(Beginning of Data supplied)
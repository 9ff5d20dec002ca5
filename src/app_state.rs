//! Shared application state injected into all Axum handlers.

use std::sync::Arc;

use crate::domain::EventBus;
use crate::service::BoardService;

/// Shared application state available to all handlers via Axum's
/// `State` extractor.
#[derive(Debug, Clone)]
pub struct AppState {
    /// Board service for all business logic.
    pub board_service: Arc<BoardService>,
    /// Event bus for WebSocket subscriptions.
    pub event_bus: EventBus,
}
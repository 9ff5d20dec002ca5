//! Vote handler.

use axum::extract::{Path, State};
use axum::http::StatusCode;
use axum::response::IntoResponse;
use axum::routing::post;
use axum::{Json, Router};

use crate::api::dto::{CastVoteRequest, CastVoteResponse};
use crate::api::principal::Principal;
use crate::app_state::AppState;
use crate::domain::{PostId, VoteKind};
use crate::error::{BoardError, ErrorResponse};

/// `POST /posts/{id}/votes` — Cast a vote on an approved post.
///
/// # Errors
///
/// Returns [`BoardError`] when the post is missing or not approved, the
/// user already voted, or the daily vote quota is spent.
#[utoipa::path(
    post,
    path = "/api/v1/posts/{id}/votes",
    tag = "Votes",
    summary = "Cast a vote",
    description = "Records one immutable ballot per user per post and increments the post's tally. Counts against the board-wide daily vote quota.",
    request_body = CastVoteRequest,
    params(
        ("id" = uuid::Uuid, Path, description = "Post UUID"),
        ("x-user-id" = String, Header, description = "Authenticated user id"),
    ),
    responses(
        (status = 201, description = "Vote recorded", body = CastVoteResponse),
        (status = 400, description = "Unknown vote position or post not approved", body = ErrorResponse),
        (status = 401, description = "Missing identity headers", body = ErrorResponse),
        (status = 404, description = "Post not found", body = ErrorResponse),
        (status = 409, description = "User already voted on this post", body = ErrorResponse),
        (status = 429, description = "Daily vote quota spent", body = ErrorResponse),
    )
)]
pub async fn cast_vote(
    State(state): State<AppState>,
    Path(id): Path<uuid::Uuid>,
    principal: Principal,
    Json(req): Json<CastVoteRequest>,
) -> Result<impl IntoResponse, BoardError> {
    let kind = parse_vote(&req.vote)?;
    let post_id = PostId::from_uuid(id);

    let (record, post) = state
        .board_service
        .cast_vote(post_id, principal.user_id, kind)
        .await?;

    Ok((
        StatusCode::CREATED,
        Json(CastVoteResponse {
            post_id: post.id.into(),
            vote: record.kind.as_str().to_string(),
            tally: post.tally.into(),
            created_at: record.created_at,
        }),
    ))
}

/// Parses the wire vote position.
fn parse_vote(value: &str) -> Result<VoteKind, BoardError> {
    match value {
        "agree" => Ok(VoteKind::Agree),
        "neutral" => Ok(VoteKind::Neutral),
        "disagree" => Ok(VoteKind::Disagree),
        other => Err(BoardError::Validation(format!(
            "unknown vote position: {other}"
        ))),
    }
}

/// Vote routes.
pub fn routes() -> Router<AppState> {
    Router::new().route("/posts/{id}/votes", post(cast_vote))
}

#[cfg(test)]
#[allow(clippy::panic)]
mod tests {
    use super::*;

    #[test]
    fn all_three_positions_parse() {
        assert!(matches!(parse_vote("agree"), Ok(VoteKind::Agree)));
        assert!(matches!(parse_vote("neutral"), Ok(VoteKind::Neutral)));
        assert!(matches!(parse_vote("disagree"), Ok(VoteKind::Disagree)));
    }

    #[test]
    fn unknown_position_is_rejected() {
        assert!(matches!(
            parse_vote("abstain"),
            Err(BoardError::Validation(_))
        ));
    }
}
(End of Data supplied)
What you should do: The entries listed above are to be output exactly. Leave none out.

Task result:
repository 9ff5d20dec002ca5
filename src/app_state.rs
//! Shared application state injected into all Axum handlers.

use std::sync::Arc;

use crate::domain::EventBus;
use crate::service::BoardService;

/// Shared application state available to all handlers via Axum's
/// `State` extractor.
#[derive(Debug, Clone)]
pub struct AppState {
    /// Board service for all business logic.
    pub board_service: Arc<BoardService>,
    /// Event bus for WebSocket subscriptions.
    pub event_bus: EventBus,
}
repository 9ff5d20dec002ca5
//! Vote handler.

use axum::extract::{Path, State};
use axum::http::StatusCode;
use axum::response::IntoResponse;
use axum::routing::post;
use axum::{Json, Router};

use crate::api::dto::{CastVoteRequest, CastVoteResponse};
use crate::api::principal::Principal;
use crate::app_state::AppState;
use crate::domain::{PostId, VoteKind};
use crate::error::{BoardError, ErrorResponse};

/// `POST /posts/{id}/votes` — Cast a vote on an approved post.
///
/// # Errors
///
/// Returns [`BoardError`] when the post is missing or not approved, the
/// user already voted, or the daily vote quota is spent.
#[utoipa::path(
    post,
    path = "/api/v1/posts/{id}/votes",
    tag = "Votes",
    summary = "Cast a vote",
    description = "Records one immutable ballot per user per post and increments the post's tally. Counts against the board-wide daily vote quota.",
    request_body = CastVoteRequest,
    params(
        ("id" = uuid::Uuid, Path, description = "Post UUID"),
        ("x-user-id" = String, Header, description = "Authenticated user id"),
    ),
    responses(
        (status = 201, description = "Vote recorded", body = CastVoteResponse),
        (status = 400, description = "Unknown vote position or post not approved", body = ErrorResponse),
        (status = 401, description = "Missing identity headers", body = ErrorResponse),
        (status = 404, description = "Post not found", body = ErrorResponse),
        (status = 409, description = "User already voted on this post", body = ErrorResponse),
        (status = 429, description = "Daily vote quota spent", body = ErrorResponse),
    )
)]
pub async fn cast_vote(
    State(state): State<AppState>,
    Path(id): Path<uuid::Uuid>,
    principal: Principal,
    Json(req): Json<CastVoteRequest>,
) -> Result<impl IntoResponse, BoardError> {
    let kind = parse_vote(&req.vote)?;
    let post_id = PostId::from_uuid(id);

    let (record, post) = state
        .board_service
        .cast_vote(post_id, principal.user_id, kind)
        .await?;

    Ok((
        StatusCode::CREATED,
        Json(CastVoteResponse {
            post_id: post.id.into(),
            vote: record.kind.as_str().to_string(),
            tally: post.tally.into(),
            created_at: record.created_at,
        }),
    ))
}

/// Parses the wire vote position.
fn parse_vote(value: &str) -> Result<VoteKind, BoardError> {
    match value {
        "agree" => Ok(VoteKind::Agree),
        "neutral" => Ok(VoteKind::Neutral),
        "disagree" => Ok(VoteKind::Disagree),
        other => Err(BoardError::Validation(format!(
            "unknown vote position: {other}"
        ))),
    }
}

/// Vote routes.
pub fn routes() -> Router<AppState> {
    Router::new().route("/posts/{id}/votes", post(cast_vote))
}

#[cfg(test)]
#[allow(clippy::panic)]
mod tests {
    use super::*;

    #[test]
    fn all_three_positions_parse() {
        assert!(matches!(parse_vote("agree"), Ok(VoteKind::Agree)));
        assert!(matches!(parse_vote("neutral"), Ok(VoteKind::Neutral)));
        assert!(matches!(parse_vote("disagree"), Ok(VoteKind::Disagree)));
    }

    #[test]
    fn unknown_position_is_rejected() {
        assert!(matches!(
            parse_vote("abstain"),
            Err(BoardError::Validation(_))
        ));
    }
}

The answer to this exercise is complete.